Pfizer (PFE) is the world's largest research based pharmaceutical company by sales. In addition to its core human healthcare business, it has leading positions in animal health care and infant health, as well.
I was looking forward to its first quarter 2012 earnings as the company's top selling drug, Lipitor, lost patent protection in the fourth quarter of 2011.
Pfizer's issue with losing top selling drugs to patent expiration is hardly unique. Since late in the last decade, many top selling drugs have fallen to generic competition among all large drug makers. A curious thing is pharmaceutical patents. Copyrights for books or movies don't expire. Patents for widgets last forever. But drug companies aren't selling widgets or entertainment. They are peddling, and profiting mightily, by selling health care. Patent rights are provided for 20 years from the time the medication is first identified in the research phase. Never mind that it can take eight years or more for the FDA to approve a drug. There are mechanisms to extend the 20 years for a few more, and the industry is rife with litigation between generic makers and research drug manufacturers.

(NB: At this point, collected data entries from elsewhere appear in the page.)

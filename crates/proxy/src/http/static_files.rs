//! Static file serving for routes with a `static_dir`.
//!
//! Lookup order: the exact file, then `index.html` for directory paths,
//! then the directory's `index.html` as an SPA fallback for GET/HEAD
//! requests that don't look like asset fetches. A miss returns `None` so
//! the caller can fall back to the route's upstreams.

use http::{header, Method, Response, StatusCode};
use std::path::{Component, Path, PathBuf};
use tokio::fs;
use tracing::{debug, trace};

use crate::body::{self, ProxyBody};

/// Try to serve `request_path` from `dir`. `None` means not found (or not a
/// file-serving method) and the caller should continue down the pipeline.
pub async fn serve_static(
    dir: &str,
    request_path: &str,
    method: &Method,
) -> Option<Response<ProxyBody>> {
    if method != Method::GET && method != Method::HEAD {
        return None;
    }

    let root = Path::new(dir);
    let relative = sanitize(request_path)?;

    let exact = root.join(&relative);
    if let Some(resp) = try_file(&exact, method).await {
        return Some(resp);
    }

    // Directory paths get their index.html.
    if let Ok(meta) = fs::metadata(&exact).await {
        if meta.is_dir() {
            if let Some(resp) = try_file(&exact.join("index.html"), method).await {
                return Some(resp);
            }
        }
    }

    // SPA fallback: virtual routes reload to the app shell.
    if !is_asset_path(request_path) {
        if let Some(resp) = try_file(&root.join("index.html"), method).await {
            trace!(path = %request_path, "served SPA fallback");
            return Some(resp);
        }
    }

    None
}

/// Reject traversal and absolute components; returns the cleaned relative
/// path.
fn sanitize(request_path: &str) -> Option<PathBuf> {
    let trimmed = request_path.trim_start_matches('/');
    let mut cleaned = PathBuf::new();
    for component in Path::new(trimmed).components() {
        match component {
            Component::Normal(part) => cleaned.push(part),
            Component::CurDir => {}
            // ".." or drive/root prefixes never escape the static root.
            _ => return None,
        }
    }
    Some(cleaned)
}

fn is_asset_path(path: &str) -> bool {
    path.rsplit('/')
        .next()
        .map(|last| last.contains('.'))
        .unwrap_or(false)
        || path.starts_with("/assets/")
        || path.starts_with("/static/")
}

async fn try_file(path: &Path, method: &Method) -> Option<Response<ProxyBody>> {
    let meta = fs::metadata(path).await.ok()?;
    if !meta.is_file() {
        return None;
    }

    let content_type = mime_guess::from_path(path)
        .first_or_octet_stream()
        .to_string();

    let mut builder = Response::builder()
        .status(StatusCode::OK)
        .header(header::CONTENT_TYPE, content_type)
        .header(header::CONTENT_LENGTH, meta.len());

    if let Ok(modified) = meta.modified() {
        builder = builder.header(header::LAST_MODIFIED, httpdate::fmt_http_date(modified));
    }

    let response = if method == Method::HEAD {
        builder.body(body::empty()).ok()?
    } else {
        let content = fs::read(path).await.ok()?;
        debug!(file = %path.display(), bytes = content.len(), "served static file");
        builder.body(body::full(content)).ok()?
    };

    Some(response)
}
// ============================================================================
// Top-level config
// ============================================================================

/// A full configuration snapshot.
///
/// Created once by the validator, shared read-only by all running listeners,
/// and superseded atomically by the next snapshot.
#[derive(Debug, Clone, Default, PartialEq, Serialize, Deserialize)]
pub struct Config {
    /// HTTP(S) listen rules, in declaration order.
    #[serde(default)]
    pub http_rules: Vec<HttpRule>,

    /// Master switch for the WebSocket engine.
    #[serde(default)]
    pub ws_enabled: bool,

    /// WebSocket listen rules, in declaration order.
    #[serde(default)]
    pub ws_rules: Vec<WsRule>,

    /// Raw TCP/UDP forwarding.
    #[serde(default)]
    pub stream: StreamConfig,

    /// Access-control policy shared by all protocols.
    #[serde(default)]
    pub access: AccessConfig,

    /// Body-size, timeout, and pool limits.
    #[serde(default)]
    pub limits: Limits,

    /// Response compression policy.
    #[serde(default)]
    pub compression: Compression,

    /// Push per-request log lines on the event channel.
    #[serde(default = "default_true")]
    pub show_realtime_logs: bool,

    /// Restrict pushed log lines to errors only.
    #[serde(default)]
    pub realtime_logs_only_errors: bool,
}

// ============================================================================
// HTTP rules
// ============================================================================

/// One HTTP(S) listener group: a set of bind addresses sharing TLS material,
/// auth, rate limits, and an ordered route table.
#[derive(Debug, Clone, Default, PartialEq, Serialize, Deserialize)]
pub struct HttpRule {
    /// Stable id; filled by the validator when blank.
    #[serde(default)]
    pub id: RuleId,

    #[serde(default = "default_true")]
    pub enabled: bool,

    /// Socket addresses to bind (`"0.0.0.0:8443"`, `"[::]:8443"`, or the
    /// `":8443"` wildcard shorthand).
    #[serde(default)]
    pub listen_addrs: Vec<String>,

    /// Legacy single-address field; the validator promotes it into
    /// `listen_addrs` and clears it.
    #[serde(default, skip_serializing_if = "Option::is_none")]
    pub listen_addr: Option<String>,

    /// TLS termination material. Presence switches the listener to HTTPS.
    #[serde(default, skip_serializing_if = "Option::is_none")]
    pub tls: Option<TlsConfig>,

    /// HTTP basic authentication for every route that does not opt out.
    #[serde(default, skip_serializing_if = "Option::is_none")]
    pub basic_auth: Option<BasicAuth>,

    /// Per-client-IP token-bucket limits for this listener.
    #[serde(default, skip_serializing_if = "Option::is_none")]
    pub rate_limit: Option<RateLimit>,

    /// Route table, in declaration order. Order breaks prefix-length ties.
    #[serde(default)]
    pub routes: Vec<HttpRoute>,
}

/// TLS certificate/key pair for a listener.
#[derive(Debug, Clone, Default, PartialEq, Serialize, Deserialize)]
pub struct TlsConfig {
    pub cert_file: String,
    pub key_file: String,
}

/// Basic-auth credentials attached to a listen rule.
#[derive(Debug, Clone, Default, PartialEq, Serialize, Deserialize)]
pub struct BasicAuth {
    pub username: String,
    pub password: String,
    /// Forward the client's `Authorization` header upstream. Off by default;
    /// credentials are stripped before forwarding.
    #[serde(default)]
    pub forward: bool,
}
impl UpstreamPool {
    pub fn new(limits: &Limits) -> Self {
        // Backends behind this proxy routinely run self-signed certs; the
        // upstream leg skips verification, as the desktop tool always has.
        let _ = rustls::crypto::ring::default_provider().install_default();

        let base = rustls::ClientConfig::builder()
            .dangerous()
            .with_custom_certificate_verifier(Arc::new(NoVerify::new()))
            .with_no_client_auth();

        let mut h1 = base.clone();
        h1.alpn_protocols = vec![b"http/1.1".to_vec()];

        let mut h2 = base;
        h2.alpn_protocols = vec![b"h2".to_vec(), b"http/1.1".to_vec()];

        Self {
            limits: RwLock::new(PoolLimits::from(limits)),
            h1_idle: Mutex::new(HashMap::new()),
            h2_shared: Mutex::new(HashMap::new()),
            tls_h1: TlsConnector::from(Arc::new(h1)),
            tls_h2: TlsConnector::from(Arc::new(h2)),
        }
    }

    /// Adopt limits from a new config snapshot.
    pub fn apply_limits(&self, limits: &Limits) {
        *self.limits.write() = PoolLimits::from(limits);
    }

    /// Check a connection out of the pool, dialing when nothing reusable is
    /// parked. `fresh` skips reuse entirely (the broken-reuse retry path).
    pub async fn acquire(&self, origin: &OriginKey, fresh: bool) -> Result<PooledConn, ProxyError> {
        let limits = *self.limits.read();

        if !fresh {
            if origin.alpn == Alpn::H2 {
                let shared = self.h2_shared.lock().get(origin).cloned();
                if let Some(sender) = shared {
                    if !sender.is_closed() {
                        trace!(origin = %origin.authority, "reusing multiplexed connection");
                        return Ok(PooledConn {
                            origin: origin.clone(),
                            transport: Transport::H2(sender),
                            reused: true,
                        });
                    }
                    self.h2_shared.lock().remove(origin);
                }
            }

            while let Some(idle) = self.pop_idle(origin) {
                if idle.sender.is_closed() {
                    continue;
                }
                trace!(origin = %origin.authority, "reusing idle connection");
                return Ok(PooledConn {
                    origin: origin.clone(),
                    transport: Transport::H1(idle.sender),
                    reused: true,
                });
            }
        }

        let transport = tokio::time::timeout(limits.connect_timeout, self.connect(origin))
            .await
            .map_err(|_| ProxyError::UpstreamTimeout(TimeoutPhase::Connect, limits.connect_timeout))??;

        Ok(PooledConn {
            origin: origin.clone(),
            transport,
            reused: false,
        })
    }

    /// Return a connection. `reusable` is false when the response indicated
    /// the connection cannot be trusted again (protocol error, truncation).
    pub fn release(&self, conn: PooledConn, reusable: bool) {
        match conn.transport {
            Transport::H2(_) => {
                // Multiplexed senders live in the shared map; nothing to do.
            }
            Transport::H1(sender) => {
                if !reusable || sender.is_closed() {
                    return;
                }
                let limits = *self.limits.read();
                if limits.max_idle == 0 {
                    return;
                }

                let mut pools = self.h1_idle.lock();
                let queue = pools.entry(conn.origin).or_default();
                queue.push_back(IdleConn {
                    sender,
                    idle_since: Instant::now(),
                });
                // LRU within the origin: the front is the oldest.
                while queue.len() > limits.max_idle {
                    queue.pop_front();
                }
            }
        }
    }

    /// Evict idle connections past the idle timeout and closed senders.
    /// Driven by the runtime's maintenance tick.
    pub fn sweep(&self) {
        let limits = *self.limits.read();

        {
            let mut pools = self.h1_idle.lock();
            for queue in pools.values_mut() {
                queue.retain(|idle| {
                    !idle.sender.is_closed() && idle.idle_since.elapsed() < limits.idle_timeout
                });
            }
            pools.retain(|_, queue| !queue.is_empty());
        }

        self.h2_shared.lock().retain(|_, sender| !sender.is_closed());
    }

    /// Number of idle connections parked for `origin`.
    pub fn idle_count(&self, origin: &OriginKey) -> usize {
        self.h1_idle
            .lock()
            .get(origin)
            .map(|q| q.len())
            .unwrap_or(0)
    }

    fn pop_idle(&self, origin: &OriginKey) -> Option<IdleConn> {
        let mut pools = self.h1_idle.lock();
        let queue = pools.get_mut(origin)?;
        // Most recently parked first; it is the most likely to still be open.
        let conn = queue.pop_back();
        if queue.is_empty() {
            pools.remove(origin);
        }
        conn
    }

    async fn connect(&self, origin: &OriginKey) -> Result<Transport, ProxyError> {
        let stream = TcpStream::connect((origin.host(), origin.port())).await?;
        let _ = stream.set_nodelay(true);

        match origin.scheme {
            OriginScheme::Http => self.handshake_h1(origin, stream).await,
            OriginScheme::Https => {
                let connector = match origin.alpn {
                    Alpn::H1 => &self.tls_h1,
                    Alpn::H2 => &self.tls_h2,
                };
                let server_name = ServerName::try_from(origin.host().to_string())
                    .map_err(|e| ProxyError::Tls {
                        reason: format!("invalid upstream server name: {e}"),
                    })?;
                let tls = connector
                    .connect(server_name, stream)
                    .await
                    .map_err(|e| ProxyError::Tls {
                        reason: format!("upstream handshake failed: {e}"),
                    })?;

                let negotiated_h2 = tls.get_ref().1.alpn_protocol() == Some(b"h2");
                if negotiated_h2 {
                    self.handshake_h2(origin, tls).await
                } else {
                    self.handshake_h1(origin, tls).await
                }
            }
        }
    }

    async fn handshake_h1<S>(&self, origin: &OriginKey, io: S) -> Result<Transport, ProxyError>
    where
        S: tokio::io::AsyncRead + tokio::io::AsyncWrite + Unpin + Send + 'static,
    {
        let (sender, conn) = http1::handshake(TokioIo::new(io))
            .await
            .map_err(|e| ProxyError::UpstreamProtocol(e.to_string()))?;

        let authority = origin.authority.clone();
        tokio::spawn(async move {
            if let Err(e) = conn.await {
                debug!(origin = %authority, error = %e, "upstream connection ended");
            }
        });

        debug!(origin = %origin.authority, "dialed upstream (http/1.1)");
        Ok(Transport::H1(sender))
    }

    async fn handshake_h2<S>(&self, origin: &OriginKey, io: S) -> Result<Transport, ProxyError>
    where
        S: tokio::io::AsyncRead + tokio::io::AsyncWrite + Unpin + Send + 'static,
    {
        let (sender, conn) = http2::handshake(TokioExecutor::new(), TokioIo::new(io))
            .await
            .map_err(|e| ProxyError::UpstreamProtocol(e.to_string()))?;

        let authority = origin.authority.clone();
        tokio::spawn(async move {
            if let Err(e) = conn.await {
                warn!(origin = %authority, error = %e, "multiplexed upstream connection ended");
            }
        });

        self.h2_shared
            .lock()
            .insert(origin.clone(), sender.clone());

        debug!(origin = %origin.authority, "dialed upstream (h2)");
        Ok(Transport::H2(sender))
    }
}

// ============================================================================
// Upstream TLS verifier
// ============================================================================

/// Accepts any upstream certificate. The inbound leg terminates real TLS;
/// the outbound leg talks to backends the operator configured explicitly.
#[derive(Debug)]
struct NoVerify {
    schemes: Vec<rustls::SignatureScheme>,
}

impl NoVerify {
    fn new() -> Self {
        Self {
            schemes: rustls::crypto::ring::default_provider()
                .signature_verification_algorithms
                .supported_schemes(),
        }
    }
}

impl rustls::client::danger::ServerCertVerifier for NoVerify {
    fn verify_server_cert(
        &self,
        _end_entity: &rustls::pki_types::CertificateDer<'_>,
        _intermediates: &[rustls::pki_types::CertificateDer<'_>],
        _server_name: &ServerName<'_>,
        _ocsp_response: &[u8],
        _now: rustls::pki_types::UnixTime,
    ) -> Result<rustls::client::danger::ServerCertVerified, rustls::Error> {
        Ok(rustls::client::danger::ServerCertVerified::assertion())
    }

    fn verify_tls12_signature(
        &self,
        _message: &[u8],
        _cert: &rustls::pki_types::CertificateDer<'_>,
        _dss: &rustls::DigitallySignedStruct,
    ) -> Result<rustls::client::danger::HandshakeSignatureValid, rustls::Error> {
        Ok(rustls::client::danger::HandshakeSignatureValid::assertion())
    }

    fn verify_tls13_signature(
        &self,
        _message: &[u8],
        _cert: &rustls::pki_types::CertificateDer<'_>,
        _dss: &rustls::DigitallySignedStruct,
    ) -> Result<rustls::client::danger::HandshakeSignatureValid, rustls::Error> {
        Ok(rustls::client::danger::HandshakeSignatureValid::assertion())
    }

    fn supported_verify_schemes(&self) -> Vec<rustls::SignatureScheme> {
        self.schemes.clone()
    }
}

Due largely to an anticipated steep fall in Lipitor based revenues, Pfizer's revenue in the first quarter of 2012 fell 7% to $15.4 billion. GAP profits were $1.79 billion, or $0.24 per share. The year ago GAP profit was about $2.2 billion, or $0.28 per share. Excluding special items, earnings in the 2012 first quarter were $0.58, per share, or two percent above analysts expectations for the quarter. All in all, a solid performance given the conditions.
So, where does Pfizer go from here? Sales of Lipitor did not exactly evaporate. But to combat the influx of generic competition, marketing costs for the drug have risen, and prices and margins have fallen. Lipitor's sales in the quarter of $1.4 billion was about 42% off from the year ago quarter, and we can expect similar declines going forward.
The first step Pfizer is making is to downsize the company. It has made a deal with Swiss giant Nestle (OTCPK:NSRGY). It announced in April, 2012 an $11.9 billion sale of the infant formula business. Nestle's Asian business grows dramatically through the acquisition, and Pfizer will use the cash to bolster share buybacks, or other corporate purposes. Pfizer also has plans to divest itself, probably through a stock spin off to shareholders, its large animal nutrition business. After that is accomplished, management will focus solely on the core pharmaceutical and over-the-counter medicines businesses.
With the focus and size of Pfizer narrowed significantly, we will see a high cash generating, high dividend paying, and only marginally growing business. It will have, after the Nestle deal, among the most cash of any non-bank companies in the country with about $40 billion in the bank. Pfizer has numerous products in its pipeline, highlighted by Eliquis. The FDA is not doing Pfizer any favors by delaying the approval of this new generation anti-stroke medication until summer, but signs are that this may be Pfizer's next billion dollar blockbuster.
In summary, there is no chance for revenue or profit growth for the short or even intermediate term. But long-term, Pfizer should prove a stable and viable stock candidate for income seeking investors.
Teva Pharmaceutical (TEVA) has had a tremendous ten year run, with earnings advances at an annual 28% clip. But that growth will be slowing down, no later than 2014, when its leading drug, Carpaxone loses patent protection. The Israeli company's stock, now available as ADRs, are expected to be listed directly on the NYSE this May.
In addition to its research based proprietary drugs, Teva is the world's largest supplier of generics. That business will be getting a boost this year from the above mentioned Lipitor losing protected status last year. Teva's generic version will be available later this year. The company's partnership with Procter & Gamble (PG) will give Teva customer access to billions worldwide.
So, despite growth, market share, and a tremendous growth history, I cannot endorse this stock due to its balance sheet. Its debt level is not excessive, as long term debt is just 32% of capitalization. But Teva has a negative book value. At year end 2011, its stated book value was $25.14. But its goodwill, divided by shares outstanding, was $32.40 per share. That is negative $7.26 book value per share if and when Teva is required to write down its enormous goodwill. Teva may earn up to $5 billion this year, and if they can turn around the balance sheet, I might be able to pay more attention to the company's substantial profitability.
A pharmaceutical company I like a lot is Canada's Valeant Phamaceuticals (VRX), which was formed in 2010 upon the merger of Biovail Corp and Valeant Pharmaceuticals. The resulting company has a fairly young portfolio of medicines in areas of dermatology, neurology, and branded generic medicines. None of its leading medications has imminent patent problems in the United States or elsewhere. It recently announced its intent to form a "center for excellence in dermatology" at its headquarters in Quebec.
Analysts look for roughly 15% annual profit growth from the company over the next five years. Valeant currently has a 5 year estimated PEG of 1.1, suggesting it is far from overpriced today. It has acquired numerous "niche" health care companies, particularly in Latin America, with funds from Valeant's own ample cash flow. This is a quality young company, and a good bet for an investor who is in a position to accept some risk.